AI Article Synopsis
- Researchers can manipulate an enzyme's catalytic activity through targeted mutations at specific active site residues.
- The study revealed that by altering the enzyme toluene para-monooxygenase, it could be engineered to selectively hydroxylate various positions on toluene and naphthalene.
- Three different mutations led to distinct enzyme variants with unique regiospecificities, enabling focused production of specific compounds like p-cresol, m-cresol, and 1-naphthol.
Article Abstract
A primary goal of protein engineering is to control catalytic activity. Here we show that through mutagenesis of three active site residues, the catalytic activity of a multicomponent monooxygenase is altered so that it hydroxylates all three positions of toluene as well as both positions of naphthalene. Hence, for the first time, an enzyme has been engineered so that its regiospecific oxidation of a substrate can be controlled. Through the A107G mutation in the alpha-subunit of toluene para-monooxygenase, a variant was formed that hydroxylated toluene primarily at the ortho-position while converting naphthalene to 1-naphthol.

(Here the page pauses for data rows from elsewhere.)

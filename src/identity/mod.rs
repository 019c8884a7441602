//! Identity provider seam: primary credential checks and live sessions.
//!
//! The gate never inspects passwords itself. It asks an [`IdentityProvider`]
//! to sign a principal in, and the provider hands back an [`IdentitySession`]
//! whose token the HTTP layer stores in an `HttpOnly` cookie. Session rows
//! live in a [`SessionStore`](crate::store::SessionStore) so that sign-out is
//! a real server-side teardown.

use async_trait::async_trait;
use chrono::{DateTime, Duration, Utc};
use secrecy::SecretString;
use std::sync::Arc;
use thiserror::Error;

use crate::gate::clock::Clock;
use crate::gate::models::{LiveSession, Principal};
use crate::store::{SessionStore, StoreError};

mod memory;
mod rest;

pub use memory::MemoryIdentityProvider;
pub use rest::RestIdentityProvider;

#[derive(Debug, Error)]
pub enum IdentityError {
    #[error("invalid credentials")]
    InvalidCredentials,
    #[error("too many attempts")]
    TooManyAttempts,
    #[error("identity provider unavailable: {0}")]
    Unavailable(String),
}

impl From<StoreError> for IdentityError {
    fn from(err: StoreError) -> Self {
        Self::Unavailable(err.to_string())
    }
}

/// A live identity-provider session.
#[derive(Clone, Debug)]
pub struct IdentitySession {
    pub token: String,
    pub principal: Principal,
}

#[async_trait]
pub trait IdentityProvider: Send + Sync {
    /// Check the primary credential and open a session.
    async fn sign_in(
        &self,
        identifier: &str,
        secret: &SecretString,
    ) -> Result<IdentitySession, IdentityError>;

    /// Session behind a token, if it is still live.
    async fn session(&self, token: &str) -> Result<Option<LiveSession>, IdentityError>;

    /// Principal behind a session token, if the session is still live.
    async fn current_principal(&self, token: &str) -> Result<Option<Principal>, IdentityError> {
        Ok(self.session(token).await?.map(|session| session.principal))
    }

    /// Mark a live session as having passed the second factor at `at`.
    /// Returns `false` when the session is gone.
    async fn elevate(&self, token: &str, at: DateTime<Utc>) -> Result<bool, IdentityError>;

    /// Terminate a session. Unknown tokens are not an error.
    async fn sign_out(&self, token: &str) -> Result<(), IdentityError>;

    /// Ask the provider to send its password-reset email.
    async fn send_password_reset(&self, email: &str) -> Result<(), IdentityError>;
}

/// Session bookkeeping shared by the provider implementations.
#[derive(Clone)]
pub(crate) struct Sessions {
    store: Arc<dyn SessionStore>,
    clock: Arc<dyn Clock>,
    ttl: Duration,
}

impl Sessions {
    pub(crate) fn new(store: Arc<dyn SessionStore>, clock: Arc<dyn Clock>, ttl: Duration) -> Self {
        Self { store, clock, ttl }
    }

    async fn open(&self, principal: Principal) -> Result<IdentitySession, IdentityError> {
        let expires_at = self
            .clock
            .now()
            .checked_add_signed(self.ttl)
            .ok_or_else(|| IdentityError::Unavailable("session expiry out of range".to_string()))?;
        let token = self.store.create(&principal, expires_at).await?;
        Ok(IdentitySession { token, principal })
    }

    async fn current(&self, token: &str) -> Result<Option<LiveSession>, IdentityError> {
        if token.is_empty() {
            return Ok(None);
        }
        Ok(self.store.lookup(token, self.clock.now()).await?)
    }

    async fn elevate(&self, token: &str, at: DateTime<Utc>) -> Result<bool, IdentityError> {
        if token.is_empty() {
            return Ok(false);
        }
        Ok(self.store.elevate(token, at).await?)
    }

    async fn close(&self, token: &str) -> Result<(), IdentityError> {
        if token.is_empty() {
            return Ok(());
        }
        Ok(self.store.delete(token).await?)
    }
}
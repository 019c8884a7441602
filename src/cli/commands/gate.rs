//! Login flow timing and the frontend entry point.

use anyhow::{Context, Result};
use clap::{Arg, ArgMatches, Command};

use crate::api::sweeper::SweeperConfig;
use crate::gate::config::{GateConfig, MAX_CODE_TTL_SECONDS, MAX_SESSION_TIMEOUT_SECONDS};

pub const ARG_FRONTEND_BASE_URL: &str = "frontend-base-url";
pub const ARG_LOGIN_PATH: &str = "login-path";
pub const ARG_CODE_TTL_SECONDS: &str = "code-ttl-seconds";
pub const ARG_SESSION_TIMEOUT_SECONDS: &str = "session-timeout-seconds";
pub const ARG_MAX_CODE_ATTEMPTS: &str = "max-code-attempts";
pub const ARG_CODE_SWEEP_INTERVAL_SECONDS: &str = "code-sweep-interval-seconds";
pub const ARG_CODE_RETENTION_SECONDS: &str = "code-retention-seconds";

#[must_use]
pub fn with_args(command: Command) -> Command {
    command
        .arg(
            Arg::new(ARG_FRONTEND_BASE_URL)
                .long(ARG_FRONTEND_BASE_URL)
                .help("Frontend base URL used for redirects and CORS")
                .env("ADMINGATE_FRONTEND_BASE_URL")
                .default_value("http://localhost:5173"),
        )
        .arg(
            Arg::new(ARG_LOGIN_PATH)
                .long(ARG_LOGIN_PATH)
                .help("Frontend path of the admin login page")
                .env("ADMINGATE_LOGIN_PATH")
                .default_value("/admin/login"),
        )
        .arg(
            Arg::new(ARG_CODE_TTL_SECONDS)
                .long(ARG_CODE_TTL_SECONDS)
                .help("Lifetime of a one-time login code in seconds (at most one hour)")
                .env("ADMINGATE_CODE_TTL_SECONDS")
                .default_value("300")
                .value_parser(clap::value_parser!(i64).range(1..=MAX_CODE_TTL_SECONDS)),
        )
        .arg(
            Arg::new(ARG_SESSION_TIMEOUT_SECONDS)
                .long(ARG_SESSION_TIMEOUT_SECONDS)
                .help("Maximum age of an elevated admin session in seconds (at most 30 days)")
                .env("ADMINGATE_SESSION_TIMEOUT_SECONDS")
                .default_value("86400")
                .value_parser(clap::value_parser!(i64).range(1..=MAX_SESSION_TIMEOUT_SECONDS)),
        )
        .arg(
            Arg::new(ARG_MAX_CODE_ATTEMPTS)
                .long(ARG_MAX_CODE_ATTEMPTS)
                .help("Wrong one-time codes allowed per account within one code lifetime")
                .env("ADMINGATE_MAX_CODE_ATTEMPTS")
                .default_value("5")
                .value_parser(clap::value_parser!(u32).range(1..)),
        )
        .arg(
            Arg::new(ARG_CODE_SWEEP_INTERVAL_SECONDS)
                .long(ARG_CODE_SWEEP_INTERVAL_SECONDS)
                .help("Interval between purges of old codes and expired sessions, 0 disables")
                .env("ADMINGATE_CODE_SWEEP_INTERVAL_SECONDS")
                .default_value("0")
                .value_parser(clap::value_parser!(u64)),
        )
        .arg(
            Arg::new(ARG_CODE_RETENTION_SECONDS)
                .long(ARG_CODE_RETENTION_SECONDS)
                .help("How long expired codes are kept before purging")
                .env("ADMINGATE_CODE_RETENTION_SECONDS")
                .default_value("86400")
                .value_parser(clap::value_parser!(u64)),
        )
}

#[derive(Debug)]
pub struct Options {
    pub gate: GateConfig,
    pub sweeper: SweeperConfig,
}

impl Options {
    /// # Errors
    /// Returns an error if a defaulted argument is missing.
    pub fn parse(matches: &ArgMatches) -> Result<Self> {
        let frontend_base_url = matches
            .get_one::<String>(ARG_FRONTEND_BASE_URL)
            .cloned()
            .context("missing required argument: --frontend-base-url")?;
        let login_path = matches
            .get_one::<String>(ARG_LOGIN_PATH)
            .cloned()
            .context("missing required argument: --login-path")?;
        let code_ttl = matches
            .get_one::<i64>(ARG_CODE_TTL_SECONDS)
            .copied()
            .context("missing required argument: --code-ttl-seconds")?;
        let session_timeout = matches
            .get_one::<i64>(ARG_SESSION_TIMEOUT_SECONDS)
            .copied()
            .context("missing required argument: --session-timeout-seconds")?;
        let max_code_attempts = matches
            .get_one::<u32>(ARG_MAX_CODE_ATTEMPTS)
            .copied()
            .context("missing required argument: --max-code-attempts")?;

        let gate = GateConfig::new(frontend_base_url.trim_end_matches('/').to_string())
            .with_login_path(login_path)
            .with_code_ttl_seconds(code_ttl)
            .with_session_timeout_seconds(session_timeout)
            .with_max_code_attempts(max_code_attempts);

        let sweeper = SweeperConfig::new()
            .with_interval_seconds(
                matches
                    .get_one::<u64>(ARG_CODE_SWEEP_INTERVAL_SECONDS)
                    .copied()
                    .unwrap_or(0),
            )
            .with_retention_seconds(
                matches
                    .get_one::<u64>(ARG_CODE_RETENTION_SECONDS)
                    .copied()
                    .unwrap_or(86_400),
            );

        Ok(Self { gate, sweeper })
    }
}

#[cfg(test)]
mod tests {
    use super::*;

    #[test]
    fn parse_strips_trailing_slash() -> Result<()> {
        let matches = with_args(Command::new("admingate")).try_get_matches_from(vec![
            "admingate",
            "--frontend-base-url",
            "https://portfolio.dev/",
            "--code-sweep-interval-seconds",
            "600",
        ])?;
        let options = Options::parse(&matches)?;
        assert_eq!(options.gate.frontend_base_url(), "https://portfolio.dev");
        assert_eq!(options.gate.login_path(), "/admin/login");
        assert_eq!(options.gate.code_ttl().num_seconds(), 300);
        assert_eq!(options.gate.max_code_attempts(), 5);
        assert!(options.sweeper.enabled());
        Ok(())
    }

    #[test]
    fn zero_ttl_is_rejected() {
        let result = with_args(Command::new("admingate")).try_get_matches_from(vec![
            "admingate",
            "--code-ttl-seconds",
            "0",
        ]);
        assert!(result.is_err());
    }

    #[test]
    fn oversized_durations_are_rejected() {
        for (flag, value) in [
            ("--code-ttl-seconds", "3601"),
            ("--code-ttl-seconds", "9223372036854775807"),
            ("--session-timeout-seconds", "2592001"),
            ("--session-timeout-seconds", "9223372036854775807"),
            ("--max-code-attempts", "0"),
        ] {
            let result = with_args(Command::new("admingate"))
                .try_get_matches_from(vec!["admingate", flag, value]);
            assert!(result.is_err(), "{flag} {value} should be rejected");
        }
    }

    #[test]
    fn upper_bounds_are_accepted() -> Result<()> {
        let matches = with_args(Command::new("admingate")).try_get_matches_from(vec![
            "admingate",
            "--code-ttl-seconds",
            "3600",
            "--session-timeout-seconds",
            "2592000",
        ])?;
        let options = Options::parse(&matches)?;
        assert_eq!(options.gate.code_ttl().num_seconds(), MAX_CODE_TTL_SECONDS);
        assert_eq!(
            options.gate.session_timeout_seconds(),
            MAX_SESSION_TIMEOUT_SECONDS
        );
        Ok(())
    }
}
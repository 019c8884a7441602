use thiserror::Error;

use crate::identity::IdentityError;
use crate::store::StoreError;

/// Failures surfaced by the login gate. Messages are safe to show to users.
#[derive(Debug, Error)]
pub enum GateError {
    #[error("Invalid email or password.")]
    InvalidCredentials,
    #[error("Too many attempts. Try again later.")]
    TooManyAttempts,
    #[error("This account is not authorized to access the admin panel.")]
    NotAuthorized,
    #[error("Could not generate a verification code. Try again.")]
    CodeGenerationFailed,
    #[error("The verification code could not be delivered.")]
    DeliveryFailed,
    #[error("Invalid or already used verification code.")]
    InvalidOrUsedCode,
    #[error("Verification code expired. Please sign in again.")]
    Expired,
    #[error("Sign in first.")]
    Unauthenticated,
    #[error("Service temporarily unavailable.")]
    Unavailable(String),
}

impl GateError {
    /// Stable machine-readable kind used in API bodies and logs.
    #[must_use]
    pub fn kind(&self) -> &'static str {
        match self {
            Self::InvalidCredentials => "invalid_credentials",
            Self::TooManyAttempts => "too_many_attempts",
            Self::NotAuthorized => "not_authorized",
            Self::CodeGenerationFailed => "code_generation_failed",
            Self::DeliveryFailed => "delivery_failed",
            Self::InvalidOrUsedCode => "invalid_or_used_code",
            Self::Expired => "expired",
            Self::Unauthenticated => "unauthenticated",
            Self::Unavailable(_) => "unavailable",
        }
    }
}

impl From<IdentityError> for GateError {
    fn from(err: IdentityError) -> Self {
        match err {
            IdentityError::InvalidCredentials => Self::InvalidCredentials,
            IdentityError::TooManyAttempts => Self::TooManyAttempts,
            IdentityError::Unavailable(detail) => Self::Unavailable(detail),
        }
    }
}

impl From<StoreError> for GateError {
    fn from(err: StoreError) -> Self {
        Self::Unavailable(err.to_string())
    }
}

#[cfg(test)]
mod tests {
    use super::*;

    #[test]
    fn identity_errors_keep_their_meaning() {
        assert!(matches!(
            GateError::from(IdentityError::InvalidCredentials),
            GateError::InvalidCredentials
        ));
        assert!(matches!(
            GateError::from(IdentityError::TooManyAttempts),
            GateError::TooManyAttempts
        ));
        assert!(matches!(
            GateError::from(IdentityError::Unavailable("down".into())),
            GateError::Unavailable(_)
        ));
    }

    #[test]
    fn backend_detail_stays_out_of_the_message() {
        let err = GateError::from(StoreError::Backend("connection refused".into()));
        assert_eq!(err.kind(), "unavailable");
        assert!(!err.to_string().contains("connection refused"));
    }
}
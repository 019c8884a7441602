pub mod actions;
pub mod commands;
pub mod dispatch;
pub mod telemetry;

mod start;

pub use self::start::start;
//! Registry - 인터프리터 전역 런타임 상태
//!
//! - `state.rs` - StateRegistry (키-값 저장소, 생명주기)
//! - `ident.rs` - Identifier 핸들과 well-known 키
//! - `value.rs` - RuntimeValue (타입 소거된 공유 핸들)

mod ident;
mod state;
mod value;

pub use ident::{
    Identifier, RegistryId, WellKnownKey, KEY_ARGV, KEY_PATH, KEY_TRANSFORMERS, KEY_WARNOPTIONS,
    KEY_XOPTIONS,
};
pub use state::{RegistryState, StateRegistry};
pub use value::RuntimeValue;
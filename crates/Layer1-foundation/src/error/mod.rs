//! SysState 에러 타입
//!
//! Registry와 transformer pipeline의 모든 실패는 [`Error`]로 보고되며,
//! 관련된 키 또는 transformer 이름을 포함한다.

use serde::{Deserialize, Serialize};
use thiserror::Error;

/// Result 타입 별칭
pub type Result<T> = std::result::Result<T, Error>;

/// Transformer hook이 실행되는 컴파일 단계
#[derive(Debug, Clone, Copy, PartialEq, Eq, Hash, Serialize, Deserialize)]
#[serde(rename_all = "lowercase")]
pub enum Stage {
    /// 코드 생성 전 AST 변환
    Ast,
    /// 코드 생성 후 code object 변환
    Code,
}

impl std::fmt::Display for Stage {
    fn fmt(&self, f: &mut std::fmt::Formatter<'_>) -> std::fmt::Result {
        match self {
            Self::Ast => write!(f, "ast"),
            Self::Code => write!(f, "code"),
        }
    }
}

/// SysState 에러 타입
#[derive(Error, Debug)]
pub enum Error {
    // ========================================================================
    // Registry
    // ========================================================================
    #[error("Not found: {0}")]
    NotFound(String),

    #[error("Invalid state: {0}")]
    InvalidState(String),

    #[error("Invalid argument: {0}")]
    InvalidArgument(String),

    // ========================================================================
    // Transformer pipeline
    // ========================================================================
    #[error("Transformer '{name}' failed during {stage} stage: {source}")]
    TransformerFailure {
        name: String,
        stage: Stage,
        #[source]
        source: anyhow::Error,
    },

    #[error("Code generation failed: {0}")]
    Codegen(#[source] anyhow::Error),

    // ========================================================================
    // Config
    // ========================================================================
    #[error("Configuration error: {0}")]
    Config(String),

    // ========================================================================
    // External
    // ========================================================================
    #[error("IO error: {0}")]
    Io(#[from] std::io::Error),

    #[error("JSON error: {0}")]
    Json(#[from] serde_json::Error),
}

impl Error {
    /// 복구 가능한 에러인지 (키 없음만 해당)
    pub fn is_recoverable(&self) -> bool {
        matches!(self, Error::NotFound(_))
    }

    /// 실패한 transformer 이름 (hook 실패인 경우)
    pub fn transformer_name(&self) -> Option<&str> {
        match self {
            Error::TransformerFailure { name, .. } => Some(name),
            _ => None,
        }
    }

    /// 실패한 hook의 단계 (hook 실패인 경우)
    pub fn stage(&self) -> Option<Stage> {
        match self {
            Error::TransformerFailure { stage, .. } => Some(*stage),
            _ => None,
        }
    }

    /// Hook 실패 에러 생성
    pub fn transformer_failure(
        name: impl Into<String>,
        stage: Stage,
        source: impl Into<anyhow::Error>,
    ) -> Self {
        Error::TransformerFailure {
            name: name.into(),
            stage,
            source: source.into(),
        }
    }

    /// 잘못된 상태 에러 생성
    pub fn invalid_state(message: impl Into<String>) -> Self {
        Error::InvalidState(message.into())
    }

    /// 잘못된 인자 에러 생성
    pub fn invalid_argument(message: impl Into<String>) -> Self {
        Error::InvalidArgument(message.into())
    }
}
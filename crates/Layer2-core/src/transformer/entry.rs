//! Transformer Entry - 등록된 transformer 하나

use super::traits::{AstHook, CodeHook};
use chrono::{DateTime, Utc};
use serde::{Deserialize, Serialize};
use std::sync::Arc;
use sysstate_foundation::RuntimeValue;

// ============================================================================
// EntryId
// ============================================================================

/// 등록 핸들 (registry 안에서 유일, 재사용 없음)
#[derive(Debug, Clone, Copy, PartialEq, Eq, Hash, PartialOrd, Ord, Serialize, Deserialize)]
#[serde(transparent)]
pub struct EntryId(u64);

impl EntryId {
    /// 숫자 ID로 생성
    pub fn new(id: u64) -> Self {
        Self(id)
    }

    /// 숫자 ID
    pub fn as_u64(self) -> u64 {
        self.0
    }
}

impl std::fmt::Display for EntryId {
    fn fmt(&self, f: &mut std::fmt::Formatter<'_>) -> std::fmt::Result {
        write!(f, "transformer-{}", self.0)
    }
}

// ============================================================================
// EntrySelector
// ============================================================================

/// `unregister`가 해제할 entry 지정
#[derive(Debug, Clone, PartialEq, Eq)]
pub enum EntrySelector {
    Id(EntryId),
    /// 이 이름의 첫 entry
    Name(String),
}

impl EntrySelector {
    pub(crate) fn matches<A, C>(&self, entry: &TransformerEntry<A, C>) -> bool {
        match self {
            Self::Id(id) => entry.id == *id,
            Self::Name(name) => &*entry.name == name,
        }
    }
}

impl From<EntryId> for EntrySelector {
    fn from(id: EntryId) -> Self {
        Self::Id(id)
    }
}

impl From<&str> for EntrySelector {
    fn from(name: &str) -> Self {
        Self::Name(name.to_string())
    }
}

impl From<String> for EntrySelector {
    fn from(name: String) -> Self {
        Self::Name(name)
    }
}

impl std::fmt::Display for EntrySelector {
    fn fmt(&self, f: &mut std::fmt::Formatter<'_>) -> std::fmt::Result {
        match self {
            Self::Id(id) => write!(f, "{}", id),
            Self::Name(name) => write!(f, "'{}'", name),
        }
    }
}

// ============================================================================
// TransformerRegistration - 등록 요청
// ============================================================================

/// 등록 요청
///
/// `transformer`는 등록하는 확장의 자체 객체. Pipeline은 조회용 공유 참조만
/// 보관하고 호출하지 않는다.
pub struct TransformerRegistration<A, C> {
    pub transformer: RuntimeValue,
    pub name: String,
    pub ast_hook: Option<AstHook<A>>,
    pub code_hook: Option<CodeHook<C>>,
}

impl<A, C> TransformerRegistration<A, C> {
    /// Hook 없는 등록 요청 생성
    pub fn new(transformer: RuntimeValue, name: impl Into<String>) -> Self {
        Self {
            transformer,
            name: name.into(),
            ast_hook: None,
            code_hook: None,
        }
    }

    /// AST hook 설정
    pub fn with_ast_hook(mut self, hook: AstHook<A>) -> Self {
        self.ast_hook = Some(hook);
        self
    }

    /// Code hook 설정
    pub fn with_code_hook(mut self, hook: CodeHook<C>) -> Self {
        self.code_hook = Some(hook);
        self
    }

    /// Hook이 하나라도 있는지
    pub fn has_any_hook(&self) -> bool {
        self.ast_hook.is_some() || self.code_hook.is_some()
    }
}

// ============================================================================
// TransformerEntry
// ============================================================================

/// 등록된 transformer
///
/// Hook은 명시적 Option이다. 없는 hook은 해당 단계에서 건너뛰고, 둘 다
/// 없는 entry는 아무 일도 하지 않는다.
pub struct TransformerEntry<A, C> {
    pub(crate) id: EntryId,
    pub(crate) name: Arc<str>,
    pub(crate) transformer: RuntimeValue,
    pub(crate) ast_hook: Option<AstHook<A>>,
    pub(crate) code_hook: Option<CodeHook<C>>,
    pub(crate) registered_at: DateTime<Utc>,
}

impl<A, C> TransformerEntry<A, C> {
    pub(crate) fn from_registration(id: EntryId, registration: TransformerRegistration<A, C>) -> Self {
        Self {
            id,
            name: Arc::from(registration.name),
            transformer: registration.transformer,
            ast_hook: registration.ast_hook,
            code_hook: registration.code_hook,
            registered_at: Utc::now(),
        }
    }

    /// Entry ID
    pub fn id(&self) -> EntryId {
        self.id
    }

    /// 등록 이름
    pub fn name(&self) -> &str {
        &self.name
    }

    /// 등록한 확장의 객체
    pub fn transformer(&self) -> &RuntimeValue {
        &self.transformer
    }

    /// AST hook
    pub fn ast_hook(&self) -> Option<&AstHook<A>> {
        self.ast_hook.as_ref()
    }

    /// Code hook
    pub fn code_hook(&self) -> Option<&CodeHook<C>> {
        self.code_hook.as_ref()
    }

    /// AST hook 보유 여부
    pub fn has_ast_hook(&self) -> bool {
        self.ast_hook.is_some()
    }

    /// Code hook 보유 여부
    pub fn has_code_hook(&self) -> bool {
        self.code_hook.is_some()
    }

    /// Hook이 하나도 없는지
    pub fn is_noop(&self) -> bool {
        self.ast_hook.is_none() && self.code_hook.is_none()
    }

    /// 등록 시각
    pub fn registered_at(&self) -> DateTime<Utc> {
        self.registered_at
    }
}

impl<A, C> Clone for TransformerEntry<A, C> {
    fn clone(&self) -> Self {
        Self {
            id: self.id,
            name: Arc::clone(&self.name),
            transformer: self.transformer.clone(),
            ast_hook: self.ast_hook.clone(),
            code_hook: self.code_hook.clone(),
            registered_at: self.registered_at,
        }
    }
}

impl<A, C> std::fmt::Debug for TransformerEntry<A, C> {
    fn fmt(&self, f: &mut std::fmt::Formatter<'_>) -> std::fmt::Result {
        f.debug_struct("TransformerEntry")
            .field("id", &self.id)
            .field("name", &self.name)
            .field("transformer", &self.transformer)
            .field("ast_hook", &self.has_ast_hook())
            .field("code_hook", &self.has_code_hook())
            .finish()
    }
}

Conversely, the A107T variant produced >98% p-cresol and p-nitrophenol from toluene and nitrobenzene, respectively, as well as produced 2-naphthol from naphthalene. The mutation I100S/G103S produced a toluene para-monooxygenase variant that formed 75% m-cresol from toluene and 100% m-nitrophenol from nitrobenzene; thus, for the first time a true meta-hydroxylating toluene monooxygenase was created.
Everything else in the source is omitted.